◆ Problem description: Each entry shown below is to be reproduced exactly.
————————
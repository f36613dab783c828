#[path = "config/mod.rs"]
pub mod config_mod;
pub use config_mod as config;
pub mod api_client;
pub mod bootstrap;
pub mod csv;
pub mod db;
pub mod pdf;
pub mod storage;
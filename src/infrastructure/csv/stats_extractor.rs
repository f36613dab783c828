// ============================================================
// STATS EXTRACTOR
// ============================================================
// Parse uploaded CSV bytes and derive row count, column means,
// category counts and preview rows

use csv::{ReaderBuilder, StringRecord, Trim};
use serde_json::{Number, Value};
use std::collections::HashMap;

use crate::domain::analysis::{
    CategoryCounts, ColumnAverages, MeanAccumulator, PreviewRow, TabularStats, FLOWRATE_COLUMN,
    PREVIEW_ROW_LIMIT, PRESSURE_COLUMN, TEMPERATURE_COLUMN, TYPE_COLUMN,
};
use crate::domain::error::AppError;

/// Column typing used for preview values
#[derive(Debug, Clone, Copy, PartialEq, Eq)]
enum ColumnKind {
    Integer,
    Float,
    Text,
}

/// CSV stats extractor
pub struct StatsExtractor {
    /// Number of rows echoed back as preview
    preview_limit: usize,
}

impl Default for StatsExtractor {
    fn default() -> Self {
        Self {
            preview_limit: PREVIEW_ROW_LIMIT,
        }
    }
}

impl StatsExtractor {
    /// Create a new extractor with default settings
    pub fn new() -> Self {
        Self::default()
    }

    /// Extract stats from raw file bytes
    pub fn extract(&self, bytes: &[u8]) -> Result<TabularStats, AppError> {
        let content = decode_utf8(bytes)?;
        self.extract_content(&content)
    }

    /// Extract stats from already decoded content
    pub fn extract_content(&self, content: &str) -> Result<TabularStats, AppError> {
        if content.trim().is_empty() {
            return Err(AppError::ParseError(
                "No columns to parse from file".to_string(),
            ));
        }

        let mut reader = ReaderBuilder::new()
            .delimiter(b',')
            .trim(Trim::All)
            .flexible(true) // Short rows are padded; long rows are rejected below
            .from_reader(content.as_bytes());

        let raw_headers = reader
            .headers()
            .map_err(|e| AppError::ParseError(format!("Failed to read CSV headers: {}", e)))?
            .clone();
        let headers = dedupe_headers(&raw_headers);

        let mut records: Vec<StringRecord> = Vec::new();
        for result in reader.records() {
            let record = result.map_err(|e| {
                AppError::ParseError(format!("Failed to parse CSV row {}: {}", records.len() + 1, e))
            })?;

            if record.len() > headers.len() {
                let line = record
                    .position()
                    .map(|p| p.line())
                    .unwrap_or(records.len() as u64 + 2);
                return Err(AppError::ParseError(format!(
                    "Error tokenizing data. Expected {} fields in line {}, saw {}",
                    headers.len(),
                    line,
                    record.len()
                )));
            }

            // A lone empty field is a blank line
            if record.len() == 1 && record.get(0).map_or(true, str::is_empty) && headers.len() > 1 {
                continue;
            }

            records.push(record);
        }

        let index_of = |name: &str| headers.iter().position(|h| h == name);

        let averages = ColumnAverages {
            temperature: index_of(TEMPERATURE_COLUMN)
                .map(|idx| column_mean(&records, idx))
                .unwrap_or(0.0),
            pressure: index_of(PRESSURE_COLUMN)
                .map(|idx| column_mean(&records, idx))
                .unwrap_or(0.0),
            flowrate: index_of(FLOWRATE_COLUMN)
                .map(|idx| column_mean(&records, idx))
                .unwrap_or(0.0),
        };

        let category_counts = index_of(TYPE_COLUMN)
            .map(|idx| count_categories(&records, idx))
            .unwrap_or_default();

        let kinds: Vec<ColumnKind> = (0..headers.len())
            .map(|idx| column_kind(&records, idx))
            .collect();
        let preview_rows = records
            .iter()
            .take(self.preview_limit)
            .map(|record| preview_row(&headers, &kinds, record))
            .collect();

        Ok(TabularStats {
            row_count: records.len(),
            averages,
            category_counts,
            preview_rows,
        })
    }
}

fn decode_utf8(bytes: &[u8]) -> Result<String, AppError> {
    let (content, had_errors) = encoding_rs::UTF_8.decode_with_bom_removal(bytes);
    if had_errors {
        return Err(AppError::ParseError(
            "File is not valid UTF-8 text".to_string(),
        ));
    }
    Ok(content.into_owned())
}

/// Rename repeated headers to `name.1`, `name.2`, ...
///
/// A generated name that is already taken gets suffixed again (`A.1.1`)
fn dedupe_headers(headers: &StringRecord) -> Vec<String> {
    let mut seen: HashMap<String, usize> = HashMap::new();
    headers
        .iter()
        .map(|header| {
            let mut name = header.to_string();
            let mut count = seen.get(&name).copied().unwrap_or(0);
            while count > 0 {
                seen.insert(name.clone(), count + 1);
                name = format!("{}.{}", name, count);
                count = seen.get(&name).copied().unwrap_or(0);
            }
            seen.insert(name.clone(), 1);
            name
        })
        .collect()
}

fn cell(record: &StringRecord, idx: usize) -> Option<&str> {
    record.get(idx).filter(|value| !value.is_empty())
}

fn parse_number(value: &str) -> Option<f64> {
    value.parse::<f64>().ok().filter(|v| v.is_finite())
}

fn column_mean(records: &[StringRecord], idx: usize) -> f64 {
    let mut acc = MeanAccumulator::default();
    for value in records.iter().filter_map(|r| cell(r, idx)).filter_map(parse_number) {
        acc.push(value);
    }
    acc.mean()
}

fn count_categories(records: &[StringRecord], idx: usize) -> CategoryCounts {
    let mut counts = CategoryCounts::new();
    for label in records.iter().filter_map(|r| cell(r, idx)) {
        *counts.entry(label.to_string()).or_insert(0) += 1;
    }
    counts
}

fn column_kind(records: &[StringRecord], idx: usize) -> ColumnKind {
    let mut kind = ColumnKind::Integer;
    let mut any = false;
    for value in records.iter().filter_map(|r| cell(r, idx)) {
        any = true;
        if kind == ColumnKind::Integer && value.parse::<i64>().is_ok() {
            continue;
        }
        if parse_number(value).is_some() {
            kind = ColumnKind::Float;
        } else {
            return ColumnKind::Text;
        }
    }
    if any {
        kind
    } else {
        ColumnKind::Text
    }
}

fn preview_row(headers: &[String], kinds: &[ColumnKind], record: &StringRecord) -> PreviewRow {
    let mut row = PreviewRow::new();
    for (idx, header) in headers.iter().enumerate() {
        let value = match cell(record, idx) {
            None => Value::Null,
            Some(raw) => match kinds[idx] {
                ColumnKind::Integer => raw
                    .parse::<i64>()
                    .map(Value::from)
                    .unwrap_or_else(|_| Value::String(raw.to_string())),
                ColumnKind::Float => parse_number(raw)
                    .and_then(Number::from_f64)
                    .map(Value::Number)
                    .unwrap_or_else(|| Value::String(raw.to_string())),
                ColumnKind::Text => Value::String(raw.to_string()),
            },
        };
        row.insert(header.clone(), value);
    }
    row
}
————————
◆ Answer to the exercise:
repository f36613dab783c828
#[path = "config/mod.rs"]
pub mod config_mod;
pub use config_mod as config;
pub mod api_client;
pub mod bootstrap;
pub mod csv;
pub mod db;
pub mod pdf;
pub mod storage;
filename src/infrastructure/csv/stats_extractor.rs
repository f36613dab783c828
// ============================================================
// STATS EXTRACTOR
// ============================================================
// Parse uploaded CSV bytes and derive row count, column means,
// category counts and preview rows

use csv::{ReaderBuilder, StringRecord, Trim};
use serde_json::{Number, Value};
use std::collections::HashMap;

use crate::domain::analysis::{
    CategoryCounts, ColumnAverages, MeanAccumulator, PreviewRow, TabularStats, FLOWRATE_COLUMN,
    PREVIEW_ROW_LIMIT, PRESSURE_COLUMN, TEMPERATURE_COLUMN, TYPE_COLUMN,
};
use crate::domain::error::AppError;

/// Column typing used for preview values
#[derive(Debug, Clone, Copy, PartialEq, Eq)]
enum ColumnKind {
    Integer,
    Float,
    Text,
}

/// CSV stats extractor
pub struct StatsExtractor {
    /// Number of rows echoed back as preview
    preview_limit: usize,
}

impl Default for StatsExtractor {
    fn default() -> Self {
        Self {
            preview_limit: PREVIEW_ROW_LIMIT,
        }
    }
}

impl StatsExtractor {
    /// Create a new extractor with default settings
    pub fn new() -> Self {
        Self::default()
    }

    /// Extract stats from raw file bytes
    pub fn extract(&self, bytes: &[u8]) -> Result<TabularStats, AppError> {
        let content = decode_utf8(bytes)?;
        self.extract_content(&content)
    }

    /// Extract stats from already decoded content
    pub fn extract_content(&self, content: &str) -> Result<TabularStats, AppError> {
        if content.trim().is_empty() {
            return Err(AppError::ParseError(
                "No columns to parse from file".to_string(),
            ));
        }

        let mut reader = ReaderBuilder::new()
            .delimiter(b',')
            .trim(Trim::All)
            .flexible(true) // Short rows are padded; long rows are rejected below
            .from_reader(content.as_bytes());

        let raw_headers = reader
            .headers()
            .map_err(|e| AppError::ParseError(format!("Failed to read CSV headers: {}", e)))?
            .clone();
        let headers = dedupe_headers(&raw_headers);

        let mut records: Vec<StringRecord> = Vec::new();
        for result in reader.records() {
            let record = result.map_err(|e| {
                AppError::ParseError(format!("Failed to parse CSV row {}: {}", records.len() + 1, e))
            })?;

            if record.len() > headers.len() {
                let line = record
                    .position()
                    .map(|p| p.line())
                    .unwrap_or(records.len() as u64 + 2);
                return Err(AppError::ParseError(format!(
                    "Error tokenizing data. Expected {} fields in line {}, saw {}",
                    headers.len(),
                    line,
                    record.len()
                )));
            }

            // A lone empty field is a blank line
            if record.len() == 1 && record.get(0).map_or(true, str::is_empty) && headers.len() > 1 {
                continue;
            }

            records.push(record);
        }

        let index_of = |name: &str| headers.iter().position(|h| h == name);

        let averages = ColumnAverages {
            temperature: index_of(TEMPERATURE_COLUMN)
                .map(|idx| column_mean(&records, idx))
                .unwrap_or(0.0),
            pressure: index_of(PRESSURE_COLUMN)
                .map(|idx| column_mean(&records, idx))
                .unwrap_or(0.0),
            flowrate: index_of(FLOWRATE_COLUMN)
                .map(|idx| column_mean(&records, idx))
                .unwrap_or(0.0),
        };

        let category_counts = index_of(TYPE_COLUMN)
            .map(|idx| count_categories(&records, idx))
            .unwrap_or_default();

        let kinds: Vec<ColumnKind> = (0..headers.len())
            .map(|idx| column_kind(&records, idx))
            .collect();
        let preview_rows = records
            .iter()
            .take(self.preview_limit)
            .map(|record| preview_row(&headers, &kinds, record))
            .collect();

        Ok(TabularStats {
            row_count: records.len(),
            averages,
            category_counts,
            preview_rows,
        })
    }
}

fn decode_utf8(bytes: &[u8]) -> Result<String, AppError> {
    let (content, had_errors) = encoding_rs::UTF_8.decode_with_bom_removal(bytes);
    if had_errors {
        return Err(AppError::ParseError(
            "File is not valid UTF-8 text".to_string(),
        ));
    }
    Ok(content.into_owned())
}

/// Rename repeated headers to `name.1`, `name.2`, ...
///
/// A generated name that is already taken gets suffixed again (`A.1.1`)
fn dedupe_headers(headers: &StringRecord) -> Vec<String> {
    let mut seen: HashMap<String, usize> = HashMap::new();
    headers
        .iter()
        .map(|header| {
            let mut name = header.to_string();
            let mut count = seen.get(&name).copied().unwrap_or(0);
            while count > 0 {
                seen.insert(name.clone(), count + 1);
                name = format!("{}.{}", name, count);
                count = seen.get(&name).copied().unwrap_or(0);
            }
            seen.insert(name.clone(), 1);
            name
        })
        .collect()
}

fn cell(record: &StringRecord, idx: usize) -> Option<&str> {
    record.get(idx).filter(|value| !value.is_empty())
}

fn parse_number(value: &str) -> Option<f64> {
    value.parse::<f64>().ok().filter(|v| v.is_finite())
}

fn column_mean(records: &[StringRecord], idx: usize) -> f64 {
    let mut acc = MeanAccumulator::default();
    for value in records.iter().filter_map(|r| cell(r, idx)).filter_map(parse_number) {
        acc.push(value);
    }
    acc.mean()
}

fn count_categories(records: &[StringRecord], idx: usize) -> CategoryCounts {
    let mut counts = CategoryCounts::new();
    for label in records.iter().filter_map(|r| cell(r, idx)) {
        *counts.entry(label.to_string()).or_insert(0) += 1;
    }
    counts
}

fn column_kind(records: &[StringRecord], idx: usize) -> ColumnKind {
    let mut kind = ColumnKind::Integer;
    let mut any = false;
    for value in records.iter().filter_map(|r| cell(r, idx)) {
        any = true;
        if kind == ColumnKind::Integer && value.parse::<i64>().is_ok() {
            continue;
        }
        if parse_number(value).is_some() {
            kind = ColumnKind::Float;
        } else {
            return ColumnKind::Text;
        }
    }
    if any {
        kind
    } else {
        ColumnKind::Text
    }
}

fn preview_row(headers: &[String], kinds: &[ColumnKind], record: &StringRecord) -> PreviewRow {
    let mut row = PreviewRow::new();
    for (idx, header) in headers.iter().enumerate() {
        let value = match cell(record, idx) {
            None => Value::Null,
            Some(raw) => match kinds[idx] {
                ColumnKind::Integer => raw
                    .parse::<i64>()
                    .map(Value::from)
                    .unwrap_or_else(|_| Value::String(raw.to_string())),
                ColumnKind::Float => parse_number(raw)
                    .and_then(Number::from_f64)
                    .map(Value::Number)
                    .unwrap_or_else(|| Value::String(raw.to_string())),
                ColumnKind::Text => Value::String(raw.to_string()),
            },
        };
        row.insert(header.clone(), value);
    }
    row
}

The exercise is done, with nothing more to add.